Мы не можем, конечно, присоединиться ни к той, ни к другой точке зрения, равно извращающим действительные закономерности литературного развития. Мы не рассматриваем романтизм как нечто универсальное; для нас это явление исторически обусловленное и подлежащее исторической оценке. Но вместе с тем мы допустили бы ошибку, если бы отсекли романтизм от живого наследия литературной классики, поныне входящего активной, действующей силой в художественное сознание передового человечества. Тиндаль, этот лжеэнтузиаст романтизма, объявляет его законными наследниками современных декадентов и теософов (вплоть до пресловутой г-жи Блаватской!). Мы ощущаем веяние романтической мечты и полет романтической фантазии (теперь уже не оторванных от жизни, но нашедших в ней самой прочную опору) в творческих свершениях передового реалистического искусства нашего времени.

 

* * *

«Вальтер Скотт создал, изобрел, открыл или, лучше сказать, угадал эпопею нашего времени – исторический роман6, – писал Белинский. И в другом своем высказывании о Вальтере Скотте повторяет он ту же мысль: «Дать историческое направление искусству XIX века – значило гениально угадать тайну современной жизни»7.

Нельзя не обратить внимание на то, как в поисках наиболее точного слова, наиболее четкой формулировки Белинский приходит к глаголу «угадать». Не означало ли это, что с точки зрения критика именно в этом слове был ключ к пониманию своеобразия того пути, каким шло романтическое искусство на рубеже XVIII-XIX веков к постижению новых, ранее еще не раскрывшихся человеческому познанию закономерностей общественно-исторического’ развития? Слова Белинского относились к Вальтеру Скотту – художнику, романы которого объективно представляли собой уже своего рода переходное звено от романтизма к реализму в широкой перспективе истории европейской литературы нового времени. В тем большей степени применим найденный им термин к творчеству других представителей романтического искусства.

Новые закономерности общественной жизни – гигантская ломка патриархального и феодального социального уклада, связанная с периодом первоначального накопления и аграрно-промышленного переворота в Англии, повлекшая за собой исчезновение целых классов и возникновение классов новых, гражданские войны и революции в Америке и Франции, грандиозные битвы народов, относящиеся к наполеоновскому периоду; подъем национально-освободительного движения в различных странах мира, появление новых форм буржуазной эксплуатации на смену старым, феодальным и связанный с этим процесс переоценки буржуазно-демократических идеалов и иллюзий просветителей XVIII века – все это уже не могло вместиться в рамки просветительского реализма. Рамки эти стали слишком тесны для нового богатейшего содержания, которое предъявляла искусству жизнь.

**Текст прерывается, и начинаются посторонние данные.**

//! Paging.
//!
//! Memory is divided into equally sized frames. A process receives
//! `ceil(size / frame_size)` frames, which need not be contiguous, and a
//! page table maps its logical pages, in order, to the frames it got.

use alloc::{collections::BTreeMap, vec, vec::Vec};

use log::debug;
use snafu::ensure;

use crate::{
    Allocator,
    error::{
        AllocateError, ConfigError, DeallocateError, allocate_error, config_error,
        deallocate_error::NotFoundSnafu,
    },
    placement::Policy,
    process::{Claim, Process, ProcessId, ProcessState},
    status::Slot,
};

/// Frame-based allocator with one page table per process.
#[derive(Debug, Clone, PartialEq, Eq)]
pub struct PagingAllocator {
    frames: Vec<Option<Claim>>,
    frame_size: usize,
    page_tables: BTreeMap<ProcessId, Vec<usize>>,
}

impl PagingAllocator {
    /// Creates an allocator with every frame free.
    ///
    /// `capacity` must be a non-zero multiple of `frame_size`.
    pub fn new(capacity: usize, frame_size: usize) -> Result<Self, ConfigError> {
        use config_error::{
            NotMultipleSnafu, UnitExceedsCapacitySnafu, ZeroCapacitySnafu, ZeroUnitSizeSnafu,
        };

        ensure!(capacity > 0, ZeroCapacitySnafu);
        ensure!(frame_size > 0, ZeroUnitSizeSnafu { unit: "frame size" });
        ensure!(
            frame_size <= capacity,
            UnitExceedsCapacitySnafu {
                unit: "frame size",
                unit_size: frame_size,
                capacity,
            }
        );
        ensure!(
            capacity.is_multiple_of(frame_size),
            NotMultipleSnafu {
                capacity,
                unit: "frame size",
                unit_size: frame_size,
            }
        );

        Ok(Self {
            frames: vec![None; capacity / frame_size],
            frame_size,
            page_tables: BTreeMap::new(),
        })
    }

    #[must_use]
    pub fn frame_size(&self) -> usize {
        self.frame_size
    }

    #[must_use]
    pub fn frame_count(&self) -> usize {
        self.frames.len()
    }

    #[must_use]
    pub fn free_frame_count(&self) -> usize {
        self.frames.iter().filter(|frame| frame.is_none()).count()
    }

    /// Returns the frames backing `id`'s logical pages, page 0 first.
    #[must_use]
    pub fn page_table(&self, id: ProcessId) -> Option<&[usize]> {
        self.page_tables.get(&id).map(Vec::as_slice)
    }

    /// Maps a logical address of process `id` to a physical address.
    ///
    /// Returns `None` if the process has no page table or the address lies
    /// beyond its last page.
    ///
    /// # Examples
    ///
    /// ```
    /// use allocator::{Allocator, Policy, Process, ProcessId, paging::PagingAllocator};
    ///
    /// let mut memory = PagingAllocator::new(1024, 256).unwrap();
    /// memory.allocate(&mut Process::new(1, 100), Policy::FirstFit).unwrap();
    /// memory.allocate(&mut Process::new(2, 500), Policy::FirstFit).unwrap();
    ///
    /// // Process 2 got frames 1 and 2; logical 300 is page 1, offset 44
    /// let id = ProcessId::new(2);
    /// assert_eq!(memory.translate(id, 300), Some(2 * 256 + 44));
    /// assert_eq!(memory.translate(id, 512), None);
    /// ```
    #[must_use]
    pub fn translate(&self, id: ProcessId, logical: usize) -> Option<usize> {
        let table = self.page_tables.get(&id)?;
        let frame = table.get(logical / self.frame_size)?;
        Some(frame * self.frame_size + logical % self.frame_size)
    }
}

impl Allocator for PagingAllocator {
    fn capacity(&self) -> usize {
        self.frames.len() * self.frame_size
    }

    /// Gives the process the lowest-numbered free frames.
    ///
    /// The policy is ignored.
    fn allocate(&mut self, process: &mut Process, _policy: Policy) -> Result<(), AllocateError> {
        use allocate_error::{AlreadyAllocatedSnafu, EmptyRequestSnafu, OutOfSpaceSnafu};

        let id = process.id();
        let requested = process.size();
        ensure!(requested > 0, EmptyRequestSnafu { id });
        ensure!(
            !self.page_tables.contains_key(&id),
            AlreadyAllocatedSnafu { id }
        );

        let pages = requested.div_ceil(self.frame_size);
        let free: Vec<_> = self
            .frames
            .iter()
            .enumerate()
            .filter(|(_, frame)| frame.is_none())
            .map(|(index, _)| index)
            .take(pages)
            .collect();
        ensure!(free.len() == pages, OutOfSpaceSnafu { id, requested });

        let mut remaining = requested;
        for &index in &free {
            let used = remaining.min(self.frame_size);
            self.frames[index] = Some(Claim::new(id, used));
            remaining -= used;
        }
        debug!("paging: process {id} ({requested}) -> {pages} page(s) in frames {free:?}");
        self.page_tables.insert(id, free);
        process.set_state(ProcessState::Allocated);
        Ok(())
    }

    fn deallocate(&mut self, id: ProcessId) -> Result<(), DeallocateError> {
        let Some(table) = self.page_tables.remove(&id) else {
            return NotFoundSnafu { id }.fail();
        };
        for &index in &table {
            self.frames[index] = None;
        }
        debug!("paging: process {id} released frames {table:?}");
        Ok(())
    }

    fn status(&self) -> Vec<Slot> {
        self.frames
            .iter()
            .enumerate()
            .map(|(index, frame)| {
                Slot::new(index, index * self.frame_size, self.frame_size, frame.as_ref())
            })
            .collect()
    }

    fn slots_of(&self, id: ProcessId) -> Vec<usize> {
        self.page_table(id).map(<[usize]>::to_vec).unwrap_or_default()
    }
}

#[cfg_attr(coverage_nightly, coverage(off))]
#[cfg(test)]
mod tests {
    use super::*;

    fn alloc(allocator: &mut PagingAllocator, id: u32, size: usize) {
        allocator
            .allocate(&mut Process::new(id, size), Policy::FirstFit)
            .unwrap();
    }

    #[test]
    fn test_invalid_configuration() {
        assert!(matches!(
            PagingAllocator::new(1000, 256),
            Err(ConfigError::NotMultiple { .. })
        ));
        assert!(matches!(
            PagingAllocator::new(1024, 0),
            Err(ConfigError::ZeroUnitSize { .. })
        ));
        assert!(matches!(
            PagingAllocator::new(128, 256),
            Err(ConfigError::UnitExceedsCapacity { .. })
        ));
    }

    #[test]
    fn test_frames_are_reused() {
        let mut allocator = PagingAllocator::new(1024, 256).unwrap();
        assert_eq!(allocator.frame_count(), 4);

        alloc(&mut allocator, 1, 500);
        alloc(&mut allocator, 2, 300);
        assert_eq!(allocator.page_table(ProcessId::new(1)), Some(&[0, 1][..]));
        assert_eq!(allocator.page_table(ProcessId::new(2)), Some(&[2, 3][..]));
        assert_eq!(allocator.free_frame_count(), 0);

        allocator.deallocate(ProcessId::new(1)).unwrap();
        assert_eq!(allocator.page_table(ProcessId::new(1)), None);
        assert_eq!(allocator.free_frame_count(), 2);

        alloc(&mut allocator, 3, 512);
        assert_eq!(allocator.slots_of(ProcessId::new(3)), vec![0, 1]);
    }

    #[test]
    fn test_non_contiguous_frames() {
        let mut allocator = PagingAllocator::new(1024, 256).unwrap();
        for id in 1..=4 {
            alloc(&mut allocator, id, 10);
        }
        allocator.deallocate(ProcessId::new(2)).unwrap();
        allocator.deallocate(ProcessId::new(4)).unwrap();

        alloc(&mut allocator, 5, 300);
        assert_eq!(allocator.page_table(ProcessId::new(5)), Some(&[1, 3][..]));
        assert_eq!(allocator.translate(ProcessId::new(5), 0), Some(256));
        assert_eq!(allocator.translate(ProcessId::new(5), 299), Some(768 + 43));
        assert_eq!(allocator.translate(ProcessId::new(2), 0), None);
    }

    #[test]
    fn test_used_per_frame() {
        let mut allocator = PagingAllocator::new(1024, 256).unwrap();
        alloc(&mut allocator, 1, 300);
        let status = allocator.status();
        assert_eq!(status[0].used, 256);
        assert_eq!(status[1].used, 44);
        assert_eq!(status[1].start, 256);
        assert!(status[2].state.is_free());

        let stats = allocator.stats();
        assert_eq!(stats.allocated, 512);
        assert_eq!(stats.internal_fragmentation(), 212);
    }

    #[test]
    fn test_out_of_space_claims_nothing() {
        let mut allocator = PagingAllocator::new(1024, 256).unwrap();
        alloc(&mut allocator, 1, 600);
        let before = allocator.clone();

        let mut process = Process::new(2, 257);
        assert!(matches!(
            allocator.allocate(&mut process, Policy::FirstFit),
            Err(AllocateError::OutOfSpace { .. })
        ));
        assert_eq!(allocator, before);
        assert!(process.state().is_unallocated());
    }

    #[test]
    fn test_duplicate_and_unknown() {
        let mut allocator = PagingAllocator::new(64, 16).unwrap();
        alloc(&mut allocator, 1, 16);
        assert!(matches!(
            allocator.allocate(&mut Process::new(1, 1), Policy::FirstFit),
            Err(AllocateError::AlreadyAllocated { .. })
        ));
        assert!(matches!(
            allocator.deallocate(ProcessId::new(7)),
            Err(DeallocateError::NotFound { .. })
        ));
    }
}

Та картина относительно стабильного, статического мира, освещенная ровным светом «здравого смысла», которая возникала в произведениях просветительского реализма, на рубеже XVIII— XIX веков, уже не выдерживала проверки жизнью. «Мы живем в титанические и преувеличенные времена, когда все, что уступает по размерам Гогу и Магогу, кажется пигмейским» 8, – восклицал Байрон.

Просветительский социальный роман деградировал, превращаясь в гораздо более узкий семейно-бытовой нравописательный роман начала XIX века.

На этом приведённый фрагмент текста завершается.